For most of his life Henry Darger worked in a succession of lowly jobs, including janitor, and made very little contact with anybody, only counting one real friend for whole the whole of his 81 years. Born in 1892, his mother died giving birth to him and his father wasn't able to look after him, so Henry wound up in various schools where he was not a popular student, nor did he distinguish himself academically. Eventually he was taken to a school for the "feeble minded", which he tried to run away from; his childhood was not a happy one. But somehow these experiences fed into his vivid imagination, and he began to write and paint, creating incredible artwork that nobody knew about save Henry...
Writer and director Jessica Yu took a dreamlike approach to her subject, immersing the viewer in the world of Henry's mind yet still leaving him as much as a mystery as he was at the start of the film. We may understand a little more about him, but the motives and meanings behind his life's work remain deeply alien. Yu brings him to life by animating a substantial fraction of his many paintings and having extracts from both his autobiography and fifteen thousand page novel read by voiceover actors, including a then seven-year-old Dakota Fanning.
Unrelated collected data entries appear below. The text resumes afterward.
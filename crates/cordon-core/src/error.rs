//! Unified error type for the Cordon workspace.
//!
//! Transport failures are soft: callers recover where possible (one
//! reconnect attempt) and otherwise surface the failed operation. A lock
//! timeout aborts a collection operation without partial writes. A quorum
//! shortfall is an expected outcome, not a fault, but is still modelled
//! here so callers can match on it.

use crate::identifiers::NodeId;
use thiserror::Error;

/// Result alias used across the workspace.
pub type CordonResult<T> = std::result::Result<T, CordonError>;

/// All error kinds surfaced by the fabric, store, trust, and quorum layers.
#[derive(Debug, Error)]
pub enum CordonError {
    /// Peer could not be reached within the connection wait bound.
    #[error("connection to peer {peer} timed out")]
    ConnectionTimeout {
        /// Peer that never became reachable.
        peer: NodeId,
    },

    /// No correlated response arrived within the request bound.
    #[error("no response to intent '{intent}' within the timeout")]
    MessageTimeout {
        /// Intent of the request that went unanswered.
        intent: String,
    },

    /// Target absent from both connection sets after waiting.
    #[error("peer {peer} not found in inbound or outbound connections")]
    UnknownPeer {
        /// The unreachable target.
        peer: NodeId,
    },

    /// Envelope missing its sender or intent, or carrying an undecodable
    /// payload for its intent.
    #[error("malformed envelope: {0}")]
    MalformedEnvelope(String),

    /// Collection lock unavailable within the bounded wait.
    #[error("failed to acquire lock for collection '{collection}' within the timeout")]
    LockTimeout {
        /// Collection whose lock could not be acquired.
        collection: String,
    },

    /// Fewer approved shares than the reconstruction threshold.
    #[error("threshold not met: {approved} approved shares, {required} required")]
    ThresholdNotMet {
        /// Approved shares recorded so far.
        approved: usize,
        /// Reconstruction threshold k.
        required: usize,
    },

    /// Lookup miss in a collection or workflow.
    #[error("record not found: {0}")]
    RecordNotFound(String),

    /// Failure reported by a remote handler for a correlated request.
    #[error("remote operation failed: {0}")]
    Remote(String),

    /// Policy document lacks a required threshold or list.
    #[error("policy configuration missing required key '{0}'")]
    ConfigMissingKey(String),

    /// Underlying I/O failure.
    #[error("i/o error: {0}")]
    Io(#[from] std::io::Error),

    /// Serialization or deserialization failure.
    #[error("serialization error: {0}")]
    Serialization(String),
}

impl CordonError {
    /// Create a malformed-envelope error.
    pub fn malformed(msg: impl Into<String>) -> Self {
        Self::MalformedEnvelope(msg.into())
    }

    /// Create a record-not-found error.
    pub fn not_found(what: impl Into<String>) -> Self {
        Self::RecordNotFound(what.into())
    }

    /// Create a serialization error.
    pub fn serialization(msg: impl Into<String>) -> Self {
        Self::Serialization(msg.into())
    }

    /// Create a missing-config-key error.
    pub fn missing_key(key: impl Into<String>) -> Self {
        Self::ConfigMissingKey(key.into())
    }

    /// Whether this error is a transport-level soft failure.
    pub fn is_transport(&self) -> bool {
        matches!(
            self,
            Self::ConnectionTimeout { .. } | Self::MessageTimeout { .. } | Self::UnknownPeer { .. }
        )
    }
}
In addition, there are talking heads of those who knew him, although "encountered" would be a more accurate term as there doesn't seem to be anyone who genuinely knew Henry.
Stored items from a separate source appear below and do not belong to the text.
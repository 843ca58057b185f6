//! End-to-end fabric tests: two real nodes over loopback TCP exchanging
//! requests, responses, failures, and notifies.

use async_trait::async_trait;
use cordon_core::{CordonError, CordonResult, FabricConfig, FabricTimeouts, NodeId, NodeIdentity, NodeRole};
use cordon_fabric::{Envelope, FabricNode, IntentHandler, LINK_RESTORED_INTENT};
use serde_json::json;
use std::sync::Arc;
use std::time::Duration;
use tokio::sync::mpsc;

fn identity(id: &str, role: NodeRole, port: u16) -> NodeIdentity {
    NodeIdentity {
        id: NodeId::new(id),
        role,
        host: "127.0.0.1".to_string(),
        port,
    }
}

/// Build a two-node fabric (access proxy and data center) on ephemeral
/// ports, start both, and patch the resolved addresses into each table.
async fn start_pair() -> (FabricNode, FabricNode) {
    let config = FabricConfig {
        nodes: vec![
            identity("ap", NodeRole::AccessProxy, 0),
            identity("dc", NodeRole::DataCenter, 0),
        ],
        timeouts: FabricTimeouts {
            connect_wait_secs: 1,
            request_secs: 2,
        },
    };

    let ap = FabricNode::new(identity("ap", NodeRole::AccessProxy, 0), &config);
    let dc = FabricNode::new(identity("dc", NodeRole::DataCenter, 0), &config);

    let ap_addr = ap.start().await.unwrap();
    let dc_addr = dc.start().await.unwrap();

    for node in [&ap, &dc] {
        node.update_peer(identity("ap", NodeRole::AccessProxy, ap_addr.port()))
            .await;
        node.update_peer(identity("dc", NodeRole::DataCenter, dc_addr.port()))
            .await;
    }

    (ap, dc)
}

struct Echo;

#[async_trait]
impl IntentHandler for Echo {
    async fn handle(
        &self,
        _fabric: &FabricNode,
        envelope: Envelope,
    ) -> CordonResult<Option<serde_json::Value>> {
        Ok(Some(envelope.payload))
    }
}

/// Sleeps for `delay_ms` from the payload, then answers with its `tag`.
struct DelayedTag;

#[async_trait]
impl IntentHandler for DelayedTag {
    async fn handle(
        &self,
        _fabric: &FabricNode,
        envelope: Envelope,
    ) -> CordonResult<Option<serde_json::Value>> {
        let delay = envelope
            .payload
            .get("delay_ms")
            .and_then(|v| v.as_u64())
            .unwrap_or(0);
        tokio::time::sleep(Duration::from_millis(delay)).await;
        Ok(Some(envelope.payload["tag"].clone()))
    }
}

struct Failing;

#[async_trait]
impl IntentHandler for Failing {
    async fn handle(
        &self,
        _fabric: &FabricNode,
        _envelope: Envelope,
    ) -> CordonResult<Option<serde_json::Value>> {
        Err(CordonError::not_found("user record"))
    }
}

struct Recorder(mpsc::UnboundedSender<serde_json::Value>);

#[async_trait]
impl IntentHandler for Recorder {
    async fn handle(
        &self,
        _fabric: &FabricNode,
        envelope: Envelope,
    ) -> CordonResult<Option<serde_json::Value>> {
        let _ = self.0.send(envelope.payload);
        Ok(None)
    }
}

#[tokio::test]
async fn request_gets_a_correlated_response() {
    let (ap, dc) = start_pair().await;
    dc.register_handler(NodeRole::AccessProxy, "fetch", Arc::new(Echo))
        .await;

    let answer = ap
        .request(&NodeId::new("dc"), "fetch", json!({"user_id": "u1"}))
        .await
        .unwrap();
    assert_eq!(answer, json!({"user_id": "u1"}));

    ap.shutdown().await;
    dc.shutdown().await;
}

#[tokio::test]
async fn concurrent_requests_do_not_cross_deliver() {
    let (ap, dc) = start_pair().await;
    dc.register_handler(NodeRole::AccessProxy, "fetch", Arc::new(DelayedTag))
        .await;

    let slow = {
        let ap = ap.clone();
        tokio::spawn(async move {
            ap.request(
                &NodeId::new("dc"),
                "fetch",
                json!({"tag": "slow", "delay_ms": 300}),
            )
            .await
        })
    };
    // Give the slow request a head start so both are in flight at once.
    tokio::time::sleep(Duration::from_millis(50)).await;
    let fast = ap
        .request(&NodeId::new("dc"), "fetch", json!({"tag": "fast", "delay_ms": 0}))
        .await
        .unwrap();

    assert_eq!(fast, json!("fast"));
    assert_eq!(slow.await.unwrap().unwrap(), json!("slow"));

    ap.shutdown().await;
    dc.shutdown().await;
}

#[tokio::test]
async fn handler_error_surfaces_as_remote_failure() {
    let (ap, dc) = start_pair().await;
    dc.register_handler(NodeRole::AccessProxy, "fetch", Arc::new(Failing))
        .await;

    let err = ap
        .request(&NodeId::new("dc"), "fetch", json!({}))
        .await
        .unwrap_err();
    match err {
        CordonError::Remote(message) => assert!(message.contains("user record")),
        other => panic!("expected remote failure, got {other}"),
    }

    ap.shutdown().await;
    dc.shutdown().await;
}

#[tokio::test]
async fn request_to_unconfigured_peer_fails() {
    let (ap, dc) = start_pair().await;

    let err = ap
        .request(&NodeId::new("ghost"), "fetch", json!({}))
        .await
        .unwrap_err();
    assert!(matches!(err, CordonError::UnknownPeer { .. }));

    ap.shutdown().await;
    dc.shutdown().await;
}

#[tokio::test]
async fn notify_is_delivered_without_a_reply() {
    let (ap, dc) = start_pair().await;
    let (tx, mut rx) = mpsc::unbounded_channel();
    dc.register_handler(NodeRole::AccessProxy, "heartbeat", Arc::new(Recorder(tx)))
        .await;

    ap.send(&NodeId::new("dc"), "heartbeat", json!({"seq": 1}))
        .await
        .unwrap();

    let seen = tokio::time::timeout(Duration::from_secs(2), rx.recv())
        .await
        .unwrap()
        .unwrap();
    assert_eq!(seen, json!({"seq": 1}));

    ap.shutdown().await;
    dc.shutdown().await;
}

#[tokio::test]
async fn always_on_peer_is_redialed_after_unexpected_drop() {
    let (ap, dc) = start_pair().await;
    ap.connect(&NodeId::new("dc")).await.unwrap();

    // A stand-in carrying the same identity, listening before the drop so
    // the survivor's single redial has somewhere to land.
    let config = FabricConfig {
        nodes: vec![
            identity("ap", NodeRole::AccessProxy, 0),
            identity("dc", NodeRole::DataCenter, 0),
        ],
        timeouts: FabricTimeouts {
            connect_wait_secs: 1,
            request_secs: 2,
        },
    };
    let replacement = FabricNode::new(identity("ap", NodeRole::AccessProxy, 0), &config);
    let new_addr = replacement.start().await.unwrap();
    dc.update_peer(identity("ap", NodeRole::AccessProxy, new_addr.port()))
        .await;

    ap.shutdown().await;

    // The access proxy is always-on, so the data center redials as soon as
    // it observes the dropped link.
    let mut restored = false;
    for _ in 0..40 {
        if dc.is_reachable(&NodeId::new("ap")).await
            && replacement.is_reachable(&NodeId::new("dc")).await
        {
            restored = true;
            break;
        }
        tokio::time::sleep(Duration::from_millis(50)).await;
    }
    assert!(restored, "data center never redialed the dropped access proxy");

    replacement.shutdown().await;
    dc.shutdown().await;
}

#[tokio::test]
async fn returning_web_front_gets_a_link_restored_notice() {
    let config = FabricConfig {
        nodes: vec![
            identity("dc", NodeRole::DataCenter, 0),
            identity("web", NodeRole::WebFront, 0),
        ],
        timeouts: FabricTimeouts {
            connect_wait_secs: 1,
            request_secs: 2,
        },
    };
    let dc = FabricNode::new(identity("dc", NodeRole::DataCenter, 0), &config);
    let web = FabricNode::new(identity("web", NodeRole::WebFront, 0), &config);
    let dc_addr = dc.start().await.unwrap();
    let web_addr = web.start().await.unwrap();
    for node in [&dc, &web] {
        node.update_peer(identity("dc", NodeRole::DataCenter, dc_addr.port()))
            .await;
        node.update_peer(identity("web", NodeRole::WebFront, web_addr.port()))
            .await;
    }

    web.connect(&NodeId::new("dc")).await.unwrap();
    let mut linked = false;
    for _ in 0..40 {
        if dc.is_reachable(&NodeId::new("web")).await {
            linked = true;
            break;
        }
        tokio::time::sleep(Duration::from_millis(50)).await;
    }
    assert!(linked);

    // The web front is a dependent peer: the data center records the drop
    // instead of redialing.
    web.shutdown().await;
    let mut dropped = false;
    for _ in 0..40 {
        if !dc.is_reachable(&NodeId::new("web")).await {
            dropped = true;
            break;
        }
        tokio::time::sleep(Duration::from_millis(50)).await;
    }
    assert!(dropped);
    tokio::time::sleep(Duration::from_millis(100)).await;

    let returning = FabricNode::new(identity("web", NodeRole::WebFront, 0), &config);
    let (tx, mut rx) = mpsc::unbounded_channel();
    returning
        .register_handler(NodeRole::DataCenter, LINK_RESTORED_INTENT, Arc::new(Recorder(tx)))
        .await;
    returning.start().await.unwrap();
    returning
        .update_peer(identity("dc", NodeRole::DataCenter, dc_addr.port()))
        .await;
    returning.connect(&NodeId::new("dc")).await.unwrap();

    let notice = tokio::time::timeout(Duration::from_secs(2), rx.recv())
        .await
        .unwrap()
        .unwrap();
    assert_eq!(notice, json!({"peer": "dc"}));

    returning.shutdown().await;
    dc.shutdown().await;
}

#[tokio::test]
async fn concurrent_dials_keep_one_usable_outbound_link() {
    let (ap, dc) = start_pair().await;
    dc.register_handler(NodeRole::AccessProxy, "fetch", Arc::new(Echo))
        .await;

    let dc_id = NodeId::new("dc");
    let (first, second) = tokio::join!(ap.connect(&dc_id), ap.connect(&dc_id));
    first.unwrap();
    second.unwrap();
    assert!(ap.is_reachable(&NodeId::new("dc")).await);

    // The losing dial's socket is discarded at registration time; the
    // surviving link still serves requests after the loser has closed.
    tokio::time::sleep(Duration::from_millis(100)).await;
    let answer = ap
        .request(&NodeId::new("dc"), "fetch", json!({"seq": 1}))
        .await
        .unwrap();
    assert_eq!(answer, json!({"seq": 1}));

    ap.shutdown().await;
    dc.shutdown().await;
}

#[tokio::test]
async fn wait_for_connection_returns_immediately_when_reachable() {
    let (ap, dc) = start_pair().await;
    ap.connect(&NodeId::new("dc")).await.unwrap();

    let started = std::time::Instant::now();
    ap.wait_for_connection(&NodeId::new("dc")).await;
    assert!(started.elapsed() < Duration::from_millis(100));
    assert!(ap.is_reachable(&NodeId::new("dc")).await);

    ap.shutdown().await;
    dc.shutdown().await;
}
Yu is apparently enchanted by Darger's work to the extent that she doesn't realise how unsettling a lot of it is. His huge novel concerns a war between child slavemasters and those who would seek to free the children. The most important of the children are seven little girls called the Vivians, who are imparted with an almost magical significance, but the pages are packed with similar little girls who are the centre of the conflict, even being tortured by the evil slavemasters who capture them. There's no sexual element to this romanticising of his heroines, indeed Henry comes across as weirdly innocent of just how odd all this is, but some of the paintings depict the girls naked and sometimes with male genitalia.
There are a few theories as to why Darger picked this landscape to illustrate, but nobody mentions the most obvious interpretation, that he strongly identified with the girls from his own childhood traumas and he was working these out in his artwork. In fact, there are no experts on hand to discuss Darger, merely those who met him such as his neighbours or landlady who offer ancedotes about overhearing Henry chatting away to himself behind the closed door of his apartment, or avoiding any meaningful conversation when pushed by talking about the weather. He simply preferred to be on his own, and as long as no one bothered him he was happy, and never happier than when he was lost in his own world. What Yu's documentary lacks is a concept of how influential the man's work has been since its discovery to put it into context, but then enigma was Darger's stock in trade. Music by Jeff Beal.